What the exercise asks: Every line below that carries the word "component" needs to be copied.

Information provided:
================

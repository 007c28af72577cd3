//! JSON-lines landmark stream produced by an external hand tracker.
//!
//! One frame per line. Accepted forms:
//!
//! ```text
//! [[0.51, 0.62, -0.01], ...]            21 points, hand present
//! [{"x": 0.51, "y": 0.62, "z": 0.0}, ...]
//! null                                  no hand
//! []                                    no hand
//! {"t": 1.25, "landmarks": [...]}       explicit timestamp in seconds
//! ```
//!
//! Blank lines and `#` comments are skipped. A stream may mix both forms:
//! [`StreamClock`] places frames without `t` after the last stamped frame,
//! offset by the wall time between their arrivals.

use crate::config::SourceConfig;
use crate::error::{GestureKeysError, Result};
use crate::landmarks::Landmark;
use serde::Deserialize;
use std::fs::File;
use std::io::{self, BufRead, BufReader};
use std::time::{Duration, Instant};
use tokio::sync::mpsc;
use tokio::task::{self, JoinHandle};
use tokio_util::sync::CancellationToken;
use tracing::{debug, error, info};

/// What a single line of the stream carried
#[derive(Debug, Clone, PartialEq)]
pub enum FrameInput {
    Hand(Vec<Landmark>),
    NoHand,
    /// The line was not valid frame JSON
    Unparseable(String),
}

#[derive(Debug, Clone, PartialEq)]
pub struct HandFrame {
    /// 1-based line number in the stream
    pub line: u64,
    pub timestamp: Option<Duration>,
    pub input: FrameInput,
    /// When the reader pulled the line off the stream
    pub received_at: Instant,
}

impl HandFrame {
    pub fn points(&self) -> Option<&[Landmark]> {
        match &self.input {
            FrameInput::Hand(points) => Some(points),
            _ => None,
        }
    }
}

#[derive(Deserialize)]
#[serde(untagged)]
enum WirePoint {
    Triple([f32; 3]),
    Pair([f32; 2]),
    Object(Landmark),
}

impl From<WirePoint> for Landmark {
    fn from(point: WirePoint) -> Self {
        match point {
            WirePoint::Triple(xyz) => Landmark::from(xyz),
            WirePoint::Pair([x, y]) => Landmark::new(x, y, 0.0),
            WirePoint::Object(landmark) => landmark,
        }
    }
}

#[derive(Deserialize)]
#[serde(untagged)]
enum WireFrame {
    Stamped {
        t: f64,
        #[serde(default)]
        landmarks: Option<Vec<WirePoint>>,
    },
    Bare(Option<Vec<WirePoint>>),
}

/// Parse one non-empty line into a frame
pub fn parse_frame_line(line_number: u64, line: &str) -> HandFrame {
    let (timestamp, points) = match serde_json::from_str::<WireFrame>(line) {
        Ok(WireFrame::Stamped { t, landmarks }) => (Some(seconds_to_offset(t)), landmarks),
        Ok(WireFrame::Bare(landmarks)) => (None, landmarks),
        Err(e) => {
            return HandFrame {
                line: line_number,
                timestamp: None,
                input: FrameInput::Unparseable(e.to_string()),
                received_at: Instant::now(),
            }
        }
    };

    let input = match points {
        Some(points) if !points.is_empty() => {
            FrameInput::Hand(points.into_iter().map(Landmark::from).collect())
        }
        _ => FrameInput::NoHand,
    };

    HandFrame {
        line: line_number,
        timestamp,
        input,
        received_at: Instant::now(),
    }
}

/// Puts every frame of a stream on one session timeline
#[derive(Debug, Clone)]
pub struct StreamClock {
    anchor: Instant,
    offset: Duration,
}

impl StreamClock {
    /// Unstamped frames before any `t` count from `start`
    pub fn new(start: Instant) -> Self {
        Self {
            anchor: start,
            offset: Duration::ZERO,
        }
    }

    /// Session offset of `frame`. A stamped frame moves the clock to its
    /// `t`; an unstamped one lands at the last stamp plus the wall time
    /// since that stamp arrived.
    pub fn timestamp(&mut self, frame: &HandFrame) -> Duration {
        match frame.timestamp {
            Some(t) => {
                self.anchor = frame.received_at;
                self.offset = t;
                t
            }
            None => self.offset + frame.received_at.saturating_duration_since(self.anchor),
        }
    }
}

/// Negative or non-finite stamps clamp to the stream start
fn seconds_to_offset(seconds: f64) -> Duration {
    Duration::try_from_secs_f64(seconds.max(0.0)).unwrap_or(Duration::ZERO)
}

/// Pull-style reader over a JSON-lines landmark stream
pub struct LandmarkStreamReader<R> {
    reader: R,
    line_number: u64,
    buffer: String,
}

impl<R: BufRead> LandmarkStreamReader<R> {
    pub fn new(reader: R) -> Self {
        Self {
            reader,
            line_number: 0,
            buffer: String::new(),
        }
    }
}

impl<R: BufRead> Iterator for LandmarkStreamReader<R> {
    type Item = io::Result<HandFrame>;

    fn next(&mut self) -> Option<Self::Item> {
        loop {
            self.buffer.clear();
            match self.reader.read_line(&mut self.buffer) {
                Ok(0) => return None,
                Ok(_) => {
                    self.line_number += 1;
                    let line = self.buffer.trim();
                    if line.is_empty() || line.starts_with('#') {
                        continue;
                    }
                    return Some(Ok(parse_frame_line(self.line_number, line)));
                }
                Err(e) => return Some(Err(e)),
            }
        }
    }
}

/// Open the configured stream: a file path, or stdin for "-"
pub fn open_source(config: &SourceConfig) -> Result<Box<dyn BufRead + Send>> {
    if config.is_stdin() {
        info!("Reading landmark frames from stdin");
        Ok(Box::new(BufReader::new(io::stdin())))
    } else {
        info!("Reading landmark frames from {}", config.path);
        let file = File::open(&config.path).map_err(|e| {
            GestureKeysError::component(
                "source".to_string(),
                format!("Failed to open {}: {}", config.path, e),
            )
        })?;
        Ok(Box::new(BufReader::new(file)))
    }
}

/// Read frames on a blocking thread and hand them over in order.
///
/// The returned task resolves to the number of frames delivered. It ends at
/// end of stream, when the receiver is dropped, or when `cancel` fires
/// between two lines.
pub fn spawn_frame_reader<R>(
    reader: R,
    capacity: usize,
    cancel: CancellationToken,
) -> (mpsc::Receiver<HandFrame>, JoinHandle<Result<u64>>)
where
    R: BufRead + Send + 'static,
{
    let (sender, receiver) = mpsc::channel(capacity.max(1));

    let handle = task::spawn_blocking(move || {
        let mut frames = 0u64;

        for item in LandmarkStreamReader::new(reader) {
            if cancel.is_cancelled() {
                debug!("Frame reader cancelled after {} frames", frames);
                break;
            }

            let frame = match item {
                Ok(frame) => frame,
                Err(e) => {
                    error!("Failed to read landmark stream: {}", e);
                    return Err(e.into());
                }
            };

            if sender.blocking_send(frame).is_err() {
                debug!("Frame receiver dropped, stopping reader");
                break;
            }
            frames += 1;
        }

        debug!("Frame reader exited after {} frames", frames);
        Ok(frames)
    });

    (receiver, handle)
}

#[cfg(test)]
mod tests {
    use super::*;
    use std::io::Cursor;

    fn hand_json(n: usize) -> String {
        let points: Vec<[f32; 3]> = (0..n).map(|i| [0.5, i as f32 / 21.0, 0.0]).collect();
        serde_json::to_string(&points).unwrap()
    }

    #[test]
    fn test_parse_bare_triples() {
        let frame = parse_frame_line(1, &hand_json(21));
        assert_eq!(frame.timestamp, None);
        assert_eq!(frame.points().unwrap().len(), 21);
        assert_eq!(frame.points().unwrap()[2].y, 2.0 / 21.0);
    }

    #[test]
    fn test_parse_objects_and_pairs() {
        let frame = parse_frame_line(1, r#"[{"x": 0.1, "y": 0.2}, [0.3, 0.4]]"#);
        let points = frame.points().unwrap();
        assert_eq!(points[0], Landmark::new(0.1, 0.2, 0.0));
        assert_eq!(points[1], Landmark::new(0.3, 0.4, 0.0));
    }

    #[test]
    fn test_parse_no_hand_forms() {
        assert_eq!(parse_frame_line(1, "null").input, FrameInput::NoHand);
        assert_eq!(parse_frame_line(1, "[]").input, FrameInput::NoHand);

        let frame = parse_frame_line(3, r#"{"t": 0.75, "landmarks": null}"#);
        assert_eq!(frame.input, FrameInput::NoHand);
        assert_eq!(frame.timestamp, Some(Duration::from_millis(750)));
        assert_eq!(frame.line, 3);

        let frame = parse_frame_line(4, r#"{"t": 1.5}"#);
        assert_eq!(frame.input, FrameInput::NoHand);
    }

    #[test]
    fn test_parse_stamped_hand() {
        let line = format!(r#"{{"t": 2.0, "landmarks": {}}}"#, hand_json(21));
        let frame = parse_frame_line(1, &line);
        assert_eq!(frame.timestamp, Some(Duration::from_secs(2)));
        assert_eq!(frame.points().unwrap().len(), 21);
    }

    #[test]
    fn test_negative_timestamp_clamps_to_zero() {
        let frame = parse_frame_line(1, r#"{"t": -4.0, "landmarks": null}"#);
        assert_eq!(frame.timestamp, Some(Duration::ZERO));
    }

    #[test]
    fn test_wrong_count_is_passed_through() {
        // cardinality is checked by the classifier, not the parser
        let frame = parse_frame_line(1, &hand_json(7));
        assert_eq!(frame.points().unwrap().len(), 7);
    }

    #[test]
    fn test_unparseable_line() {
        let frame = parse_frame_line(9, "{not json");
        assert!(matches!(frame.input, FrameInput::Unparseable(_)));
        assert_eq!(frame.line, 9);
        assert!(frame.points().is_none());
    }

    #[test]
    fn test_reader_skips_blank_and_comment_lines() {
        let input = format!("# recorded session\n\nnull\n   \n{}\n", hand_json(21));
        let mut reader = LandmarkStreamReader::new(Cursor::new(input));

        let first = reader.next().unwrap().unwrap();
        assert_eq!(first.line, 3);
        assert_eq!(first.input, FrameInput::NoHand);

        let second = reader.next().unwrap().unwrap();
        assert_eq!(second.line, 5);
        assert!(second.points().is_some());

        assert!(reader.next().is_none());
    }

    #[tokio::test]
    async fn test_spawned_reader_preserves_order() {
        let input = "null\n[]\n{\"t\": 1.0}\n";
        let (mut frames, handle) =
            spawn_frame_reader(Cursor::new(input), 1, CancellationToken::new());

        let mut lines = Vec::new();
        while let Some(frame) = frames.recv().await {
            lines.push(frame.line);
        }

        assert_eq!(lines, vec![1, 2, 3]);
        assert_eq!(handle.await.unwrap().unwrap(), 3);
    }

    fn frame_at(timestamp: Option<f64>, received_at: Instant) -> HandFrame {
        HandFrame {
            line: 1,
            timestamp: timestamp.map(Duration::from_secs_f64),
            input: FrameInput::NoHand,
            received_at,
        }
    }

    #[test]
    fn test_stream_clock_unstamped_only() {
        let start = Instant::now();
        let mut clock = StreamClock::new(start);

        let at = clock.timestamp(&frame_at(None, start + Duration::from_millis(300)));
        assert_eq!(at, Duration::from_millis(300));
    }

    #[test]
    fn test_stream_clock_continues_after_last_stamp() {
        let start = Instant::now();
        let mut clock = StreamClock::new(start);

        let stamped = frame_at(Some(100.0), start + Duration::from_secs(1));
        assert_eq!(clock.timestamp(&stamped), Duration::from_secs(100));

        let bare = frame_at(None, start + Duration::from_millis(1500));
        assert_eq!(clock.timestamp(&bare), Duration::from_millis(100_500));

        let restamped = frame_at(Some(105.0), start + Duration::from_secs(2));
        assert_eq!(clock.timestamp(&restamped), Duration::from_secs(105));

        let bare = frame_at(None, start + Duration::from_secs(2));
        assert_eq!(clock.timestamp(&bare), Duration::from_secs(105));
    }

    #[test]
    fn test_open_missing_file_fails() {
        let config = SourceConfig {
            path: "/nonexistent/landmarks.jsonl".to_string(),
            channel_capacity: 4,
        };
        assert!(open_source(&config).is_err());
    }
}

================

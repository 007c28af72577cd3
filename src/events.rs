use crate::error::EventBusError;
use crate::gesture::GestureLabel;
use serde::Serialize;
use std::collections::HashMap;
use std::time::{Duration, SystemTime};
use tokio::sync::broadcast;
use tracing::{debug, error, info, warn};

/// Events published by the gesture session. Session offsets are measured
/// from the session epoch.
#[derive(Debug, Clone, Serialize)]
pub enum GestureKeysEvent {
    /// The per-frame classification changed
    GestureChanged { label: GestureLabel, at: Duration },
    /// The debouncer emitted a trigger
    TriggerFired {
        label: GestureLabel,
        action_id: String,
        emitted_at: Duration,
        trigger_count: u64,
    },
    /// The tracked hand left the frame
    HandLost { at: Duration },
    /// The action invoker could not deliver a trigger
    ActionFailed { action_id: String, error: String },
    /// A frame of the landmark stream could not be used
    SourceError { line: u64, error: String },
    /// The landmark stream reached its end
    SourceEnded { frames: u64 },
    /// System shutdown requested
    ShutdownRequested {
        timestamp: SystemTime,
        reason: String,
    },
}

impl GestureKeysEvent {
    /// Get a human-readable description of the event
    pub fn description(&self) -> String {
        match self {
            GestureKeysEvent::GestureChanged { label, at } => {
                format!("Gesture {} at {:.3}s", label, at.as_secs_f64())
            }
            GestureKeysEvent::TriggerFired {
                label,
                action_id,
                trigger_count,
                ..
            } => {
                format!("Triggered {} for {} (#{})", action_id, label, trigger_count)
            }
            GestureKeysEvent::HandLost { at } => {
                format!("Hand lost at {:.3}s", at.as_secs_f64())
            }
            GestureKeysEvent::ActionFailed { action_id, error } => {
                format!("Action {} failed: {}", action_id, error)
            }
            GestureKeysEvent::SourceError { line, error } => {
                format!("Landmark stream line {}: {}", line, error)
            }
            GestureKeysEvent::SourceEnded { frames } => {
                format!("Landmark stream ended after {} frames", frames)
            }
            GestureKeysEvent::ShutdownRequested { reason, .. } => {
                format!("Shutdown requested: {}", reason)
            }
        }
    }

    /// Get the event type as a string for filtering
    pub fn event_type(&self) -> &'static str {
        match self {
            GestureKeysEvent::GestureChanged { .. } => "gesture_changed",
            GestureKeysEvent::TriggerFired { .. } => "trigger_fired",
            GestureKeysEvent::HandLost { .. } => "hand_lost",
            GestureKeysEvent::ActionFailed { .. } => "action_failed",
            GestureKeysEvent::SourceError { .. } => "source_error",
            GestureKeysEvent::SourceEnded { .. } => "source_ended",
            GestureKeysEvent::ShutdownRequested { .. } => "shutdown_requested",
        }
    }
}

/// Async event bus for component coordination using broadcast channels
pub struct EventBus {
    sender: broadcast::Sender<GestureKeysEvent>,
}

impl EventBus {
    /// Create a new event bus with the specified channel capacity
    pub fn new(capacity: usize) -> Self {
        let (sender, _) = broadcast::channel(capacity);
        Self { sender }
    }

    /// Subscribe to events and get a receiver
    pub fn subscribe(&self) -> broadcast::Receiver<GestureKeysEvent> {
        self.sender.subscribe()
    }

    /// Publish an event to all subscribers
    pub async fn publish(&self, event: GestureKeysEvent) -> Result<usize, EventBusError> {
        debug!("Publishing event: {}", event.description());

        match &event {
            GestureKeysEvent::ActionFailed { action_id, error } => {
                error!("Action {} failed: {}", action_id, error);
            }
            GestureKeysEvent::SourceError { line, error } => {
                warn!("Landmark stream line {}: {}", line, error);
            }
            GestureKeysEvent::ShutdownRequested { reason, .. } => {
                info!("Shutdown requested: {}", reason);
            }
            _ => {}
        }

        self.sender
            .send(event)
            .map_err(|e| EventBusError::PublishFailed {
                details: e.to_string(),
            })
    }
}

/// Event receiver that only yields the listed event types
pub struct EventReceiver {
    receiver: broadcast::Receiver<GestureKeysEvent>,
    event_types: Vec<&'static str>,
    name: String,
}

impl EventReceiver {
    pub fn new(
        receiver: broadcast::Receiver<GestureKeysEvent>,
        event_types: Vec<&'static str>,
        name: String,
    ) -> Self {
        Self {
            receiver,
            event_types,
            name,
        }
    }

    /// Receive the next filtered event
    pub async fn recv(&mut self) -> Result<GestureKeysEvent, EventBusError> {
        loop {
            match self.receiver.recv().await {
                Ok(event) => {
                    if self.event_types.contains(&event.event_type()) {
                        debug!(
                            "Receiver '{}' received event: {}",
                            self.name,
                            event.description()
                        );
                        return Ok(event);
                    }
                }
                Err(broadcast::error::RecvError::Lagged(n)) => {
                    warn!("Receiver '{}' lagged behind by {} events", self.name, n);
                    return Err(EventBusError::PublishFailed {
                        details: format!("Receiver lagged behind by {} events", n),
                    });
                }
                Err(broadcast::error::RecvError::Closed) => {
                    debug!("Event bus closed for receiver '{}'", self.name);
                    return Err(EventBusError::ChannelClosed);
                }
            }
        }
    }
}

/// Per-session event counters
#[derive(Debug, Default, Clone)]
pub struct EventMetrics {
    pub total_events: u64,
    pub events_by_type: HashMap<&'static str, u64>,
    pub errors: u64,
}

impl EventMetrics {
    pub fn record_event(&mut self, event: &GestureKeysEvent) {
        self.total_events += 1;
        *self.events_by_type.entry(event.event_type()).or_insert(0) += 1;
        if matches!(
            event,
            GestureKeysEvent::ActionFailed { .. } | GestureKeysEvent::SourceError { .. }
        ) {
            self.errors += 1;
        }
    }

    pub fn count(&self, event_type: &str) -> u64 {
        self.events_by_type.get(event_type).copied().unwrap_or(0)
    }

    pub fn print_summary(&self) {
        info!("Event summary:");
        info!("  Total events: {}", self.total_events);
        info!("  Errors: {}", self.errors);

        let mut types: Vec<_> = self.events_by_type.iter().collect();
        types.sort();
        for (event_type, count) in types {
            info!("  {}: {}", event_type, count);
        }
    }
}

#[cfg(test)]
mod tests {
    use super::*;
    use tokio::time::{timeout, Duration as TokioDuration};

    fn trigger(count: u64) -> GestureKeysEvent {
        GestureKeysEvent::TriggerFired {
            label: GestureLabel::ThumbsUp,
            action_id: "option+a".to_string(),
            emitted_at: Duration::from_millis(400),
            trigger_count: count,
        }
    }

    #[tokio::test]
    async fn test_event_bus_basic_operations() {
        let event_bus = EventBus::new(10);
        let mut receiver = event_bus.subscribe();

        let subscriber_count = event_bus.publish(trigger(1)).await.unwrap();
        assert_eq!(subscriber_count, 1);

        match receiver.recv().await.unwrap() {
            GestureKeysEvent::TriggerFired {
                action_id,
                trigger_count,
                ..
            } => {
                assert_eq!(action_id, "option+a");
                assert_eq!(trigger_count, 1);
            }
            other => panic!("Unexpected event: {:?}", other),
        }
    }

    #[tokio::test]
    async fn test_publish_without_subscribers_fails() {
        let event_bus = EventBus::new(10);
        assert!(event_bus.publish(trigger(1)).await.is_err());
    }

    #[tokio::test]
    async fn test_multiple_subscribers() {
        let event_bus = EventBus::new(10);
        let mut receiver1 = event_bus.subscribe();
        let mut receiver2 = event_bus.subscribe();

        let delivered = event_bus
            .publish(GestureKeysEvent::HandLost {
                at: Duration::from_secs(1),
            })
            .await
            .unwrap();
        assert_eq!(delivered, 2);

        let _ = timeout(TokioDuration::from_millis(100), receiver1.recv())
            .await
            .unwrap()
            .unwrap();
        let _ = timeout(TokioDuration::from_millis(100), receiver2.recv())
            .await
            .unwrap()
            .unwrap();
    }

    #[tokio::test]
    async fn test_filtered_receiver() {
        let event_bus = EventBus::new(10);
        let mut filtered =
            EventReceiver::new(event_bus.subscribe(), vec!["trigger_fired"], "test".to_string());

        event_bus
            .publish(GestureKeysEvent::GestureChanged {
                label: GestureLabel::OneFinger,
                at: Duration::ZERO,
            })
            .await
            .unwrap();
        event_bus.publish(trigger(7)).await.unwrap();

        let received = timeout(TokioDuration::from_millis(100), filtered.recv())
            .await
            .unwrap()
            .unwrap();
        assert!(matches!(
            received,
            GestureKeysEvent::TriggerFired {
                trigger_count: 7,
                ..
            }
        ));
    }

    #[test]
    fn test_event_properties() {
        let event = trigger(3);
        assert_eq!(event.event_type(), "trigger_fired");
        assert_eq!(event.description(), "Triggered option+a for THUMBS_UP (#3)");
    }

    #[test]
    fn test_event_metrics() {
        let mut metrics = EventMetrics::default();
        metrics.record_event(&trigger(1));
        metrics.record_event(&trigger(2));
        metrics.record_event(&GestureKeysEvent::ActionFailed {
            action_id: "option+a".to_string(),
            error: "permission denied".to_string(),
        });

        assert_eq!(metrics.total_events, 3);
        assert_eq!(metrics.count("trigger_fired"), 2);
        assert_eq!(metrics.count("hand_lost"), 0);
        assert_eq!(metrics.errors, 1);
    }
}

================

Solution:
            GestureKeysError::component(
/// Async event bus for component coordination using broadcast channels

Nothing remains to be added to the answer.